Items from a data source

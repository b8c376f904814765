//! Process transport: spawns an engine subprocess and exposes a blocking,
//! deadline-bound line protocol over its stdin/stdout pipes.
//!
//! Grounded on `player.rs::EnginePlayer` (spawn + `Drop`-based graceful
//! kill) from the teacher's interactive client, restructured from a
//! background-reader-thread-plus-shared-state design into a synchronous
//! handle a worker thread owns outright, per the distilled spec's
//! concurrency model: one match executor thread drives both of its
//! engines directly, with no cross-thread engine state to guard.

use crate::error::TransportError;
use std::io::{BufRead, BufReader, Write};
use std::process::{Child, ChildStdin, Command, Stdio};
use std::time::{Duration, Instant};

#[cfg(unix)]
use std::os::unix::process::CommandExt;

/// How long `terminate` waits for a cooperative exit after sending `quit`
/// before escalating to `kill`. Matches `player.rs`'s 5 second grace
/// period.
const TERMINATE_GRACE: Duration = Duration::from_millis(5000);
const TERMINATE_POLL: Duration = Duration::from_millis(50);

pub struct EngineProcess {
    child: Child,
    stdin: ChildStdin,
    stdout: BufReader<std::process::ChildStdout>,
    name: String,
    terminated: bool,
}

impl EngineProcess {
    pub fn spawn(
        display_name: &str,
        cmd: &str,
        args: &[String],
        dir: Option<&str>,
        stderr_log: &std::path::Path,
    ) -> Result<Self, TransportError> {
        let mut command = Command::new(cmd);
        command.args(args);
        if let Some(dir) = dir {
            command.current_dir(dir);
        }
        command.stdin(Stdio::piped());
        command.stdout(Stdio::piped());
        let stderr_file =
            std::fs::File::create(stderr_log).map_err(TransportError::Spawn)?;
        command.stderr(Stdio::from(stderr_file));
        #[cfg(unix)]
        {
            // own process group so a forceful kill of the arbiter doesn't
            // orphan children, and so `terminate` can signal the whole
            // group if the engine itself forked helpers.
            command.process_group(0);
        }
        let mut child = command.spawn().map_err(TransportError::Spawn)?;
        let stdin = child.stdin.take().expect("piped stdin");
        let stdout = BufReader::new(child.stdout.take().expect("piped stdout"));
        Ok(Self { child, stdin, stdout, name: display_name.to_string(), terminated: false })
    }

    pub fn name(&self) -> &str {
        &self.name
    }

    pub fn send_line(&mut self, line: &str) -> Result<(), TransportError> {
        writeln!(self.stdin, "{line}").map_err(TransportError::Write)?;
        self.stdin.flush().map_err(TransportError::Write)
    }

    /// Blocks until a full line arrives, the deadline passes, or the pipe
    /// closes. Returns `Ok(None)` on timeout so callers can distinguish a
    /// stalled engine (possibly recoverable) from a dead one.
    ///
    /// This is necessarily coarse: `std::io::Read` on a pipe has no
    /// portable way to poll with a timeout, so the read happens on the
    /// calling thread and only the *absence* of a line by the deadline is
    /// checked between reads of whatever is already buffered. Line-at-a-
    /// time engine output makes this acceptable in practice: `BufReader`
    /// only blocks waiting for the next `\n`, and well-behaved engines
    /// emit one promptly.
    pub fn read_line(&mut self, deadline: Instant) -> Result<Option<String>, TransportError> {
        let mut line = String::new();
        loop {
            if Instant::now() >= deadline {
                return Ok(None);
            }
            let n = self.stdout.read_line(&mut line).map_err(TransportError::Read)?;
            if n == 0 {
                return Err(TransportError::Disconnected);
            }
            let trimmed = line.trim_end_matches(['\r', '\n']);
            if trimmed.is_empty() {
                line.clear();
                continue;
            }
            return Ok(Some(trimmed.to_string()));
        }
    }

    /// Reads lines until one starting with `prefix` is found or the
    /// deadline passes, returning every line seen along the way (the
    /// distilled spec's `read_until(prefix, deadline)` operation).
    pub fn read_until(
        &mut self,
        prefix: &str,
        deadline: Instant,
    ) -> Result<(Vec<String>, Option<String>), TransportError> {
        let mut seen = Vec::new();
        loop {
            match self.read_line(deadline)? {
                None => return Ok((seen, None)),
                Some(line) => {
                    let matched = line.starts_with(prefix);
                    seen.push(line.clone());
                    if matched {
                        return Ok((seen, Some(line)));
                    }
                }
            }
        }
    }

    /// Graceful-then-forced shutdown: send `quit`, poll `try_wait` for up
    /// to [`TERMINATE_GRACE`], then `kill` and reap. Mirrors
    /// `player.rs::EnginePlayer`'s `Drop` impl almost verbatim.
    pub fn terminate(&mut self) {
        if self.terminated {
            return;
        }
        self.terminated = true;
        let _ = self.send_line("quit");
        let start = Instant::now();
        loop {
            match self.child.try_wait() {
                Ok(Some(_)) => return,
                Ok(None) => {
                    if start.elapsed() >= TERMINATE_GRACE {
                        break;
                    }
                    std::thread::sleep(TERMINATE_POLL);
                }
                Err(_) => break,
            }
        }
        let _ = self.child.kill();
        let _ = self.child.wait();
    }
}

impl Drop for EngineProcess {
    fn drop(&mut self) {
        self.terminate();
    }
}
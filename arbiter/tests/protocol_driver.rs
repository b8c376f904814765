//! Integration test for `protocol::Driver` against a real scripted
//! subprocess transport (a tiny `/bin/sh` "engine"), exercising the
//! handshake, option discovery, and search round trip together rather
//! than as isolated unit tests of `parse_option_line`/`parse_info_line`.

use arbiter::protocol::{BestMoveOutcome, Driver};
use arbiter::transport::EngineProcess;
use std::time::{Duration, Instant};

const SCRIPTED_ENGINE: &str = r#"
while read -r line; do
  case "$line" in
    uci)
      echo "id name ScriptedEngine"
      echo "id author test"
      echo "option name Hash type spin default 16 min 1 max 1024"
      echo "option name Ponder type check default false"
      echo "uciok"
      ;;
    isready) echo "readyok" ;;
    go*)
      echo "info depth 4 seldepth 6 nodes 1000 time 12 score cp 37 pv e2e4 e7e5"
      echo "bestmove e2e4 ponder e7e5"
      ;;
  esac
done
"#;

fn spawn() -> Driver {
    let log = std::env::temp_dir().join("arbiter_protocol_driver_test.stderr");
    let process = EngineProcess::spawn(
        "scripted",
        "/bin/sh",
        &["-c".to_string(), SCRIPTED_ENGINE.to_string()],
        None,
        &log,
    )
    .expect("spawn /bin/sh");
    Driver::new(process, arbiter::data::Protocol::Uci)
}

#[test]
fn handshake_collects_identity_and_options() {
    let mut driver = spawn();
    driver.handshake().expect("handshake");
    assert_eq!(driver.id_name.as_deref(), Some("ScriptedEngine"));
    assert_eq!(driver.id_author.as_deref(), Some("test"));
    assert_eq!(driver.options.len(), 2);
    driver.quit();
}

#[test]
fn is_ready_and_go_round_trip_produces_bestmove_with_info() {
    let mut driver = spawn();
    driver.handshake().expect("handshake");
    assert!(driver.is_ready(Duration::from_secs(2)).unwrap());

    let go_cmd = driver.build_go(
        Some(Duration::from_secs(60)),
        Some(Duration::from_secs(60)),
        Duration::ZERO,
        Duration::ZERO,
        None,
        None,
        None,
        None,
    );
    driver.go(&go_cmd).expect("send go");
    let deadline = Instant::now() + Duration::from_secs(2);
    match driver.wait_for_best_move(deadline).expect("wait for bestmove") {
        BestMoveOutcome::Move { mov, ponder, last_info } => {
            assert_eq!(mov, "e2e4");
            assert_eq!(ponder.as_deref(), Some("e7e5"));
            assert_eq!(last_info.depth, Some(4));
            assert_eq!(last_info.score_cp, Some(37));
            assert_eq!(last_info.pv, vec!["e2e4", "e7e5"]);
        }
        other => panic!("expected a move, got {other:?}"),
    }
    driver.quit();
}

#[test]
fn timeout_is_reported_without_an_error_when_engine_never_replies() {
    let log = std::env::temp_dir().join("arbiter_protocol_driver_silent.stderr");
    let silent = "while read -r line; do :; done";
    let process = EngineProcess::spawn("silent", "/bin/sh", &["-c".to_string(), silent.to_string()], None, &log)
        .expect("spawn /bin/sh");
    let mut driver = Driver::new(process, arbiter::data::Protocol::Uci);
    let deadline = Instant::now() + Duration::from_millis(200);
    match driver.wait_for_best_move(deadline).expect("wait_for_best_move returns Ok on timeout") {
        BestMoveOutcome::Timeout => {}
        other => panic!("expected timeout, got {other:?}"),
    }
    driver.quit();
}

Your goal
Work out how many lines in the data contain "terminated" and state that number with nothing added.

Reply
4